Introducing CockroachDB to Apache Hop (Incubating)
In this post we’ll find out how we can start development on a ETL pipeline whilst working with CockroachDB. CRDB the distributed SQL database is not a stranger to a wide variety of 3rd party tools, however there is one tool that enables developers to design, run and debug workflows that everyone can easily use that we have missed. Apache Hop is a visual development tool that “aims to facilitate all aspects of data and metadata orchestration” written in Java. This is the first in my series on CockroachDB paired with Apache Hop.
Prerequisites:
- CockroachDB (Pick one)
- Locally install CockroachDB on mac/windows/linux
- brew install cockroachdb/tap/cockroach
- Start a free CockroachCloud cluster
- Java 8 - See apache hop for details.
Objective:
- Read/write to CockroachDB tables with Apache Hop
TLDR for experienced Hop developers
- CockroachDB is postgres wire compliant, therefore you can setup Postgres as the connection type.

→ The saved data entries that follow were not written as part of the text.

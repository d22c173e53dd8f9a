use thiserror::Error;

use crate::event::BusError;
use crate::storage::StorageError;

#[derive(Error, Debug)]
pub enum Error {
    #[error("Bus error: {0}")]
    Bus(#[from] BusError),

    #[error("Storage error: {0}")]
    Storage(#[from] StorageError),

    #[error("Internal error: {0}")]
    Internal(String),
}

impl Error {
    pub fn internal(message: impl Into<String>) -> Self {
        Error::Internal(message.into())
    }
}

pub type InternalResult<T> = Result<T, Error>;
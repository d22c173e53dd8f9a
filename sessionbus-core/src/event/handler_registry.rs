//! # Handler Registry
//!
//! Stores command and event handlers per scope (a session id, `ROOT`, or
//! `GLOBAL`) and resolves them for dispatch.
//!
//! ## Resolution order
//!
//! Command lookup only considers the command's own scope. Event lookup fans out
//! over three buckets, each in registration order:
//!
//! ```text
//! (a) the event's session scope (skipped for ROOT / GLOBAL)
//! (b) ROOT
//! (c) GLOBAL
//! ```
//!
//! Observers (all-event handlers) share the buckets of type-specific handlers
//! and are merged with them by registration order.
//!
//! Resolution clones `Arc` handlers out of the maps, so no shard lock is held
//! while a handler runs.

use std::any::TypeId;
use std::collections::HashMap;
use std::collections::hash_map::Entry;
use std::sync::atomic::{AtomicU64, Ordering};

use dashmap::DashMap;
use tracing::debug;

use super::handler::{ErasedCommandHandler, ErasedEventHandler, HandlerKind};
use super::message::SessionId;
use super::message_bus::{BusError, BusResult};

/// Key of an event handler bucket: one concrete event type, or every event.
#[derive(Debug, Clone, Copy, PartialEq, Eq, Hash)]
pub enum EventKey {
    Type(TypeId),
    All,
}

#[derive(Clone)]
pub struct CommandRegistration {
    pub scope: SessionId,
    pub command_name: &'static str,
    pub kind: HandlerKind,
    pub order: u64,
    pub(crate) handler: ErasedCommandHandler,
}

#[derive(Clone)]
pub struct EventRegistration {
    pub scope: SessionId,
    pub event_name: &'static str,
    pub kind: HandlerKind,
    pub order: u64,
    pub(crate) handler: ErasedEventHandler,
}

impl std::fmt::Debug for EventRegistration {
    fn fmt(&self, f: &mut std::fmt::Formatter<'_>) -> std::fmt::Result {
        f.debug_struct("EventRegistration")
            .field("scope", &self.scope)
            .field("event_name", &self.event_name)
            .field("kind", &self.kind)
            .field("order", &self.order)
            .finish()
    }
}

#[derive(Default)]
pub struct HandlerRegistry {
    commands: DashMap<SessionId, HashMap<TypeId, CommandRegistration>>,
    events: DashMap<SessionId, HashMap<EventKey, Vec<EventRegistration>>>,
    next_order: AtomicU64,
}

impl HandlerRegistry {
    pub fn new() -> Self {
        Self::default()
    }

    fn next_order(&self) -> u64 {
        self.next_order.fetch_add(1, Ordering::SeqCst)
    }

    pub(crate) fn register_command(
        &self,
        scope: &SessionId,
        type_id: TypeId,
        command_name: &'static str,
        kind: HandlerKind,
        handler: ErasedCommandHandler,
    ) -> BusResult<()> {
        let order = self.next_order();
        let mut bucket = self.commands.entry(scope.clone()).or_default();
        match bucket.entry(type_id) {
            Entry::Occupied(_) => Err(BusError::DuplicateHandler {
                command: command_name,
                scope: scope.clone(),
            }),
            Entry::Vacant(slot) => {
                slot.insert(CommandRegistration {
                    scope: scope.clone(),
                    command_name,
                    kind,
                    order,
                    handler,
                });
                debug!("Registered {:?} command handler for {} in {}", kind, command_name, scope);
                Ok(())
            }
        }
    }

    pub(crate) fn unregister_command(
        &self,
        scope: &SessionId,
        type_id: TypeId,
        command_name: &'static str,
    ) -> BusResult<()> {
        let removed = self
            .commands
            .get_mut(scope)
            .and_then(|mut bucket| bucket.remove(&type_id));
        match removed {
            Some(_) => {
                debug!("Unregistered command handler for {} in {}", command_name, scope);
                Ok(())
            }
            None => Err(BusError::NotFound {
                kind: "command",
                name: command_name,
                scope: scope.clone(),
            }),
        }
    }

    pub(crate) fn register_event(
        &self,
        scope: &SessionId,
        key: EventKey,
        event_name: &'static str,
        kind: HandlerKind,
        handler: ErasedEventHandler,
    ) {
        let order = self.next_order();
        self.events
            .entry(scope.clone())
            .or_default()
            .entry(key)
            .or_default()
            .push(EventRegistration {
                scope: scope.clone(),
                event_name,
                kind,
                order,
                handler,
            });
        debug!("Registered {:?} event handler for {} in {}", kind, event_name, scope);
    }

    /// Removes every handler of `key` in `scope`.
    pub(crate) fn unregister_all_for_type(
        &self,
        scope: &SessionId,
        key: EventKey,
        event_name: &'static str,
    ) -> BusResult<usize> {
        let removed = self
            .events
            .get_mut(scope)
            .and_then(|mut bucket| bucket.remove(&key))
            .map(|handlers| handlers.len())
            .unwrap_or(0);
        if removed == 0 {
            return Err(BusError::NotFound {
                kind: "event",
                name: event_name,
                scope: scope.clone(),
            });
        }
        debug!("Unregistered {} event handlers for {} in {}", removed, event_name, scope);
        Ok(removed)
    }

    /// Drops every command and event handler of `scope`. Never fails.
    pub(crate) fn unregister_session(&self, scope: &SessionId) -> (usize, usize) {
        let commands = self
            .commands
            .remove(scope)
            .map(|(_, bucket)| bucket.len())
            .unwrap_or(0);
        let events = self
            .events
            .remove(scope)
            .map(|(_, bucket)| bucket.values().map(Vec::len).sum())
            .unwrap_or(0);
        debug!(
            "Unregistered session {}: {} command handlers, {} event handlers",
            scope, commands, events
        );
        (commands, events)
    }

    pub(crate) fn resolve_command_handler(
        &self,
        scope: &SessionId,
        type_id: TypeId,
        command_name: &'static str,
    ) -> BusResult<ErasedCommandHandler> {
        self.commands
            .get(scope)
            .and_then(|bucket| bucket.get(&type_id).map(|r| r.handler.clone()))
            .ok_or_else(|| BusError::NoHandler {
                command: command_name,
                scope: scope.clone(),
            })
    }

    /// Handlers for an event of `type_id` published in `scope`.
    pub fn resolve_event_handlers(&self, scope: &SessionId, type_id: TypeId) -> Vec<EventRegistration> {
        let mut resolved = Vec::new();
        if !scope.is_root() && !scope.is_global() {
            self.collect_bucket(scope, type_id, &mut resolved);
        }
        self.collect_bucket(&SessionId::root(), type_id, &mut resolved);
        self.collect_bucket(&SessionId::global(), type_id, &mut resolved);
        resolved
    }

    fn collect_bucket(&self, scope: &SessionId, type_id: TypeId, out: &mut Vec<EventRegistration>) {
        let Some(bucket) = self.events.get(scope) else {
            return;
        };
        let start = out.len();
        for key in [EventKey::Type(type_id), EventKey::All] {
            if let Some(handlers) = bucket.get(&key) {
                out.extend(handlers.iter().cloned());
            }
        }
        out[start..].sort_by_key(|registration| registration.order);
    }

    pub fn command_handler_count(&self, scope: &SessionId) -> usize {
        self.commands.get(scope).map(|bucket| bucket.len()).unwrap_or(0)
    }

    pub fn event_handler_count(&self, scope: &SessionId) -> usize {
        self.events
            .get(scope)
            .map(|bucket| bucket.values().map(Vec::len).sum())
            .unwrap_or(0)
    }

    /// Scopes that currently hold at least one handler.
    pub fn scopes(&self) -> Vec<SessionId> {
        let mut scopes: Vec<SessionId> = self
            .commands
            .iter()
            .filter(|entry| !entry.value().is_empty())
            .map(|entry| entry.key().clone())
            .chain(
                self.events
                    .iter()
                    .filter(|entry| entry.value().values().any(|handlers| !handlers.is_empty()))
                    .map(|entry| entry.key().clone()),
            )
            .collect();
        scopes.sort();
        scopes.dedup();
        scopes
    }

    pub fn clear(&self) {
        self.commands.clear();
        self.events.clear();
    }
}
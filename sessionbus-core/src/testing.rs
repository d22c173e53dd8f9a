//! Helpers for exercising a bus in tests.

use std::sync::{Arc, Mutex, PoisonError};
use std::time::Duration;

use crate::config::BusConfig;
use crate::event::MessageBus;

/// A configuration with short intervals so tests do not wait on timers.
pub fn fast_config() -> BusConfig {
    let mut config = BusConfig::default();
    config.tick_interval = Duration::from_millis(10);
    config.shutdown_timeout = Duration::from_millis(500);
    config.approval.poll_interval = Duration::from_millis(20);
    config
}

pub async fn started_bus() -> Arc<MessageBus> {
    let bus = Arc::new(MessageBus::new(fast_config()));
    bus.start().await;
    bus
}

/// Shared, ordered log of what handlers saw.
#[derive(Debug, Clone, Default)]
pub struct Recorder {
    entries: Arc<Mutex<Vec<String>>>,
}

impl Recorder {
    pub fn new() -> Self {
        Self::default()
    }

    pub fn record(&self, entry: impl Into<String>) {
        self.entries
            .lock()
            .unwrap_or_else(PoisonError::into_inner)
            .push(entry.into());
    }

    pub fn entries(&self) -> Vec<String> {
        self.entries
            .lock()
            .unwrap_or_else(PoisonError::into_inner)
            .clone()
    }

    pub fn len(&self) -> usize {
        self.entries.lock().unwrap_or_else(PoisonError::into_inner).len()
    }

    pub fn is_empty(&self) -> bool {
        self.len() == 0
    }
}
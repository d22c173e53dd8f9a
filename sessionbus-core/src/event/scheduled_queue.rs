//! Min-heap of scheduled events ordered by delivery time.
//!
//! Ties are broken by insertion order, so two events scheduled for the same
//! instant are released in the order they were offered.

use std::cmp::Ordering;
use std::collections::BinaryHeap;
use std::sync::atomic::{AtomicU64, Ordering as AtomicOrdering};
use std::sync::{Arc, Mutex, MutexGuard, PoisonError};

use chrono::{DateTime, Utc};
use tracing::trace;

use super::message::Event;
use super::message_bus::{BusError, BusResult};

struct Entry {
    due: DateTime<Utc>,
    seq: u64,
    event: Arc<dyn Event>,
}

// Reversed so that `BinaryHeap` (a max-heap) pops the earliest entry first.
impl Ord for Entry {
    fn cmp(&self, other: &Self) -> Ordering {
        other
            .due
            .cmp(&self.due)
            .then_with(|| other.seq.cmp(&self.seq))
    }
}

impl PartialOrd for Entry {
    fn partial_cmp(&self, other: &Self) -> Option<Ordering> {
        Some(self.cmp(other))
    }
}

impl PartialEq for Entry {
    fn eq(&self, other: &Self) -> bool {
        self.due == other.due && self.seq == other.seq
    }
}

impl Eq for Entry {}

#[derive(Default)]
pub struct ScheduledDeliveryQueue {
    heap: Mutex<BinaryHeap<Entry>>,
    next_seq: AtomicU64,
}

impl ScheduledDeliveryQueue {
    pub fn new() -> Self {
        Self::default()
    }

    fn heap(&self) -> MutexGuard<'_, BinaryHeap<Entry>> {
        self.heap.lock().unwrap_or_else(PoisonError::into_inner)
    }

    /// Adds a scheduled event. Its delivery time is read once, here.
    pub fn offer(&self, event: Arc<dyn Event>) -> BusResult<DateTime<Utc>> {
        let due = event
            .as_scheduled()
            .map(|scheduled| scheduled.delivery_time())
            .ok_or(BusError::NotScheduled { event: event.name() })?;
        let seq = self.next_seq.fetch_add(1, AtomicOrdering::SeqCst);
        trace!("Scheduling {} ({}) for {}", event.name(), event.meta().id, due);
        self.heap().push(Entry { due, seq, event });
        Ok(due)
    }

    /// Removes and returns every event due at or before `now`, earliest first.
    pub fn drain_due(&self, now: DateTime<Utc>) -> Vec<Arc<dyn Event>> {
        let mut heap = self.heap();
        let mut due = Vec::new();
        while heap.peek().is_some_and(|entry| entry.due <= now) {
            if let Some(entry) = heap.pop() {
                due.push(entry.event);
            }
        }
        due
    }

    /// Every queued event, earliest first, without removing anything.
    pub fn peek_pending(&self) -> Vec<Arc<dyn Event>> {
        let heap = self.heap();
        let mut entries: Vec<(DateTime<Utc>, u64, Arc<dyn Event>)> = heap
            .iter()
            .map(|entry| (entry.due, entry.seq, Arc::clone(&entry.event)))
            .collect();
        entries.sort_by(|a, b| a.0.cmp(&b.0).then(a.1.cmp(&b.1)));
        entries.into_iter().map(|(_, _, event)| event).collect()
    }

    pub fn next_due(&self) -> Option<DateTime<Utc>> {
        self.heap().peek().map(|entry| entry.due)
    }

    pub fn len(&self) -> usize {
        self.heap().len()
    }

    pub fn is_empty(&self) -> bool {
        self.heap().is_empty()
    }

    pub fn clear(&self) {
        self.heap().clear();
    }
}
pub mod config;
pub mod demo;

- Hop tries to use multiple active portals and CRDB doesn’t support this. Therefore avoid limit size in the table input step.
Tutorial:
- Lets begin by retrieving apache-hop (incubating)
# First we need to retrieve apache hop and start the gui. curl -O https://dlcdn.apache.org/incubator/hop/0.99/apache-hop-client-0.99-incubating.zip # Extract tar -xvzf apache-hop-client-0.99-incubating.zip cd hop # Start the hop developer user interface sh hop-gui.sh
- You will be presented with a blank screen.

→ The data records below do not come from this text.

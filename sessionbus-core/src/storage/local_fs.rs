//! Local file system event store.
//!
//! All pending records are kept in one JSON array file. Writes go to a
//! temporary file in the same directory which is then renamed over the
//! target, so a crash mid-write never leaves a truncated file behind.

use std::path::{Path, PathBuf};

use async_trait::async_trait;
use tempfile::NamedTempFile;
use tokio::fs;
use tokio::io::AsyncWriteExt;
use tracing::debug;

use super::{EventStore, StorageError};
use crate::config::StoreConfig;
use crate::event::ScheduledEventRecord;

/// Event store backed by a single JSON file.
///
/// # Error Handling
///
/// A missing file reads as an empty store. Unparsable content is reported as
/// [`StorageError::DeserializationError`] and the file is left untouched.
#[derive(Debug, Clone)]
pub struct LocalFileEventStore {
    path: PathBuf,
}

impl LocalFileEventStore {
    pub fn new(path: impl Into<PathBuf>) -> Self {
        Self { path: path.into() }
    }

    pub fn from_config(config: &StoreConfig) -> Self {
        Self::new(&config.path)
    }

    pub fn path(&self) -> &Path {
        &self.path
    }

    /// Stored records, without removing them.
    pub async fn peek(&self) -> Result<Vec<ScheduledEventRecord>, StorageError> {
        if !fs::try_exists(&self.path).await.unwrap_or(false) {
            return Ok(Vec::new());
        }

        let contents = fs::read(&self.path)
            .await
            .map_err(|e| StorageError::FileNotFound(format!("Failed to read {}: {}", self.path.display(), e)))?;
        if contents.is_empty() {
            return Ok(Vec::new());
        }

        serde_json::from_slice(&contents).map_err(|e| {
            StorageError::DeserializationError(format!("Failed to parse {}: {}", self.path.display(), e))
        })
    }

    async fn write_atomically(&self, data: &[u8]) -> Result<(), StorageError> {
        let dir = match self.path.parent() {
            Some(dir) if !dir.as_os_str().is_empty() => dir.to_path_buf(),
            _ => PathBuf::from("."),
        };

        fs::create_dir_all(&dir)
            .await
            .map_err(|e| StorageError::InvalidPath(format!("Failed to create directory: {}", e)))?;

        let temp_file = NamedTempFile::new_in(&dir).map_err(|e| {
            StorageError::StorageError(format!("Failed to create temporary file: {}", e))
        })?;
        let handle = temp_file
            .reopen()
            .map_err(|e| StorageError::StorageError(format!("Failed to open temporary file: {}", e)))?;

        let mut file = fs::File::from_std(handle);
        file.write_all(data)
            .await
            .map_err(|e| StorageError::StorageError(format!("Failed to write to file: {}", e)))?;
        file.flush()
            .await
            .map_err(|e| StorageError::StorageError(format!("Failed to flush file: {}", e)))?;
        file.sync_all()
            .await
            .map_err(|e| StorageError::StorageError(format!("Failed to sync file: {}", e)))?;
        drop(file);

        temp_file
            .persist(&self.path)
            .map_err(|e| StorageError::StorageError(format!("Failed to replace {}: {}", self.path.display(), e)))?;
        Ok(())
    }
}

#[async_trait]
impl EventStore for LocalFileEventStore {
    async fn save_unfinished_events(&self, events: &[ScheduledEventRecord]) -> Result<(), StorageError> {
        let mut records = self.peek().await?;
        records.extend_from_slice(events);

        let json = serde_json::to_vec_pretty(&records).map_err(|e| {
            StorageError::SerializationError(format!("Failed to serialize records: {}", e))
        })?;
        self.write_atomically(&json).await?;
        debug!("Saved {} records to {}", events.len(), self.path.display());
        Ok(())
    }

    async fn load_unfinished_events(&self) -> Result<Vec<ScheduledEventRecord>, StorageError> {
        let mut records = self.peek().await?;
        if fs::try_exists(&self.path).await.unwrap_or(false) {
            fs::remove_file(&self.path)
                .await
                .map_err(|e| StorageError::StorageError(format!("Failed to remove file: {}", e)))?;
        }
        records.sort_by_key(|record| record.timestamp);
        debug!("Loaded {} records from {}", records.len(), self.path.display());
        Ok(records)
    }
}
//! Message types shared by the integration tests.

use sessionbus_core::{Command, Event, MessageMeta, SessionId};

#[derive(Debug, Clone)]
pub struct TestCommand {
    pub meta: MessageMeta,
    pub payload: String,
}

impl TestCommand {
    pub fn new(payload: impl Into<String>) -> Self {
        Self {
            meta: MessageMeta::new(),
            payload: payload.into(),
        }
    }

    pub fn in_session(mut self, session_id: impl Into<SessionId>) -> Self {
        self.meta.session_id = session_id.into();
        self
    }
}

impl Command for TestCommand {
    fn meta(&self) -> &MessageMeta {
        &self.meta
    }
    fn meta_mut(&mut self) -> &mut MessageMeta {
        &mut self.meta
    }
}

#[derive(Debug, Clone)]
pub struct AnotherTestCommand {
    pub meta: MessageMeta,
}

impl AnotherTestCommand {
    pub fn new() -> Self {
        Self {
            meta: MessageMeta::new(),
        }
    }
}

impl Command for AnotherTestCommand {
    fn meta(&self) -> &MessageMeta {
        &self.meta
    }
    fn meta_mut(&mut self) -> &mut MessageMeta {
        &mut self.meta
    }
}

#[derive(Debug, Clone)]
pub struct TestEvent {
    pub meta: MessageMeta,
    pub label: String,
}

impl TestEvent {
    pub fn new(label: impl Into<String>) -> Self {
        Self {
            meta: MessageMeta::new(),
            label: label.into(),
        }
    }

    pub fn in_session(label: impl Into<String>, session_id: impl Into<SessionId>) -> Self {
        Self {
            meta: MessageMeta::in_session(session_id),
            label: label.into(),
        }
    }
}

impl Event for TestEvent {
    fn meta(&self) -> &MessageMeta {
        &self.meta
    }
}
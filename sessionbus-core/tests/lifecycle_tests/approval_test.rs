use std::time::{Duration, Instant};

use chrono::Utc;
use pretty_assertions::assert_eq;
use sessionbus_core::testing::{Recorder, started_bus};
use sessionbus_core::{
    ApprovalCommand, ApprovalExpired, ApprovalGranted, ApprovalResult, ApprovalStatus, AsyncHandler,
    HandlerFailure, HandlerResult, SyncHandler,
};

#[tokio::test]
async fn test_past_expiry_returns_without_waiting_for_handler() {
    let bus = started_bus().await;
    let recorder = Recorder::new();
    let expired = recorder.clone();
    bus.register_event_handler::<ApprovalExpired, _>(SyncHandler(move |e: &ApprovalExpired| -> HandlerResult<()> {
        expired.record(e.approval_id.clone());
        Ok(())
    }));

    let command = ApprovalCommand::new()
        .approver("ops")
        .expires_at(Utc::now() - chrono::Duration::seconds(1));
    let id = command.meta.id.clone();
    let command = command.clone().on_expiry(ApprovalExpired::for_request(&command));

    let started = Instant::now();
    let result = bus
        .execute_approval(
            command,
            AsyncHandler(|_: ApprovalCommand| async {
                std::future::pending::<()>().await;
                Ok::<_, HandlerFailure>(ApprovalResult::approved())
            }),
        )
        .await;
    assert!(started.elapsed() < bus.config().approval.poll_interval * 2);

    assert_eq!(result.status, ApprovalStatus::Expired);
    assert!(!result.success);
    assert_eq!(result.command_id.as_deref(), Some(id.as_str()));

    bus.ensure_events_processed().await;
    tokio::time::sleep(Duration::from_millis(50)).await;
    bus.ensure_events_processed().await;
    assert_eq!(recorder.entries(), vec![id]);
    bus.stop().await;
}

#[tokio::test]
async fn test_slow_approval_expires_mid_flight() {
    let bus = started_bus().await;
    let command = ApprovalCommand::new().expires_in(Duration::from_millis(100));

    let result = bus
        .execute_approval(
            command,
            AsyncHandler(|_: ApprovalCommand| async {
                tokio::time::sleep(Duration::from_secs(30)).await;
                Ok::<_, HandlerFailure>(ApprovalResult::approved())
            }),
        )
        .await;

    assert_eq!(result.status, ApprovalStatus::Expired);
    assert_eq!(result.error.as_deref(), Some("Approval request expired"));
    bus.stop().await;
}

#[tokio::test]
async fn test_approval_publishes_granted_callback() {
    let bus = started_bus().await;
    let recorder = Recorder::new();
    let granted = recorder.clone();
    bus.register_event_handler::<ApprovalGranted, _>(SyncHandler(move |e: &ApprovalGranted| -> HandlerResult<()> {
        granted.record(format!("granted:{}", e.approval_id));
        Ok(())
    }));

    let command = ApprovalCommand::new()
        .expires_in(Duration::from_secs(60))
        .request(serde_json::json!({"action": "deploy"}));
    let id = command.meta.id.clone();
    let command = command.clone().on_approval(ApprovalGranted::for_request(&command));

    let result = bus
        .execute_approval(
            command,
            SyncHandler(|command: ApprovalCommand| -> HandlerResult<ApprovalResult> {
                Ok(ApprovalResult::approved().with_result(command.request))
            }),
        )
        .await;
    bus.ensure_events_processed().await;

    assert_eq!(result.status, ApprovalStatus::Approved);
    assert!(result.success);
    assert_eq!(result.result, Some(serde_json::json!({"action": "deploy"})));
    assert_eq!(recorder.entries(), vec![format!("granted:{}", id)]);
    bus.stop().await;
}

#[tokio::test]
async fn test_handler_error_is_denied() {
    let bus = started_bus().await;
    let result = bus
        .execute_approval(
            ApprovalCommand::new(),
            SyncHandler(|_: ApprovalCommand| -> HandlerResult<ApprovalResult> {
                Err(HandlerFailure::new("Timeout", "approver unreachable"))
            }),
        )
        .await;

    assert_eq!(result.status, ApprovalStatus::Denied);
    assert!(!result.success);
    assert_eq!(
        result.error.as_deref(),
        Some("Approval request failed: Timeout: approver unreachable")
    );
    bus.stop().await;
}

- Lets setup our connection to CockroachDB. First Click the metadata symbol, this will display the metadata pane :
- To create a new database connection, Double click “Relational Database Connection”.
- Give the connection a name, add the connection details and remember to click test to verify the connection! Select PostgreSQL as the connection type. CockroachDB is postgres wire compliant, click here to find out more. Click save icon on the top left and then you can exit the dialog
- Now lets create our first pipeline, click the + in the left hand side menu and then Pipeline.
- You will be presented with an empty canvas, left click and a dialog box will appear to add a new step.
- Filter for “input” and then click on “Table Input”.
- Click the “Table Input” step. Then click “Edit”.
- In the dialog, input an SQL select query.
- Don’t forget to click “Preview” to check the SQL statement is correct! For this exercise, the CockroachDB example workload movr was used to create the database, tables and fake data.
- Now we will add a text file output and write our results to CSV. You must first, add the “Text file output” step. Link the 2 steps together by holding the shift key + left clicking the “Table Input”, then drag from “Table Input” to “Text file output”.
- You should now see a basic pipeline.
- Double click the “Text file output” and add a filename, in this example I use a variable, you will need to provide the the variable ${output_dir} when you run the pipeline
- Click the Fields tab and add fields that you would like to output to CSV. You can use “Get fields” and “Minimal width” to autofill the fields.
- Now save the pipeline
- Click the play button .
- Update the output_dir variable in the variables tab and click “Launch”.
- Success! We written some rows from the rides table to CSV.
- You should be able to now see the csv.
cat /var/root/sample.csv
Lets read a CSV and write this back to CockroachDB
- For this, we will use 2 steps. “CSV file input” and “Table output”.
- CSV File output looks like so:
- Table output, update the target schema and target table.
- Success! We have written our CSV to a table in CockroachDB.
Issues encountered
Multiple active portals when using Limit size
For table inputs, avoid putting the limit size. Otherwise you will receive an error where hop tries to use multiple portals, cockroach does not support this. Simply workaround this by adding a limit clause to the query.
Error shown by Hop
2021/09/29 10:25:02 - Table input.0 - Caused by: org.apache.hop.core.exception.HopDatabaseException:
2021/09/29 10:25:02 - Table input.0 - Error determining value metadata from SQL resultset metadata
2021/09/29 10:25:02 - Table input.0 - ERROR: unimplemented: multiple active portals not supported
2021/09/29 10:25:02 - Table input.0 - Hint: You have attempted to use a feature that is not yet implemented.
2021/09/29 10:25:02 - Table input.0 - See: https://go.crdb.dev/issue-v/40195/v21.1
Workaround:
SELECT * FROM movr.rides limit 10;
Conclusion
I hope this tutorial was enough for you to get started on development with Apache Hop (Incubating) paired with CockroachDB. Its very easy to develop pipelines with Hop and I’ll be developing a series on this subject, so look out for my next article. Thanks for reading!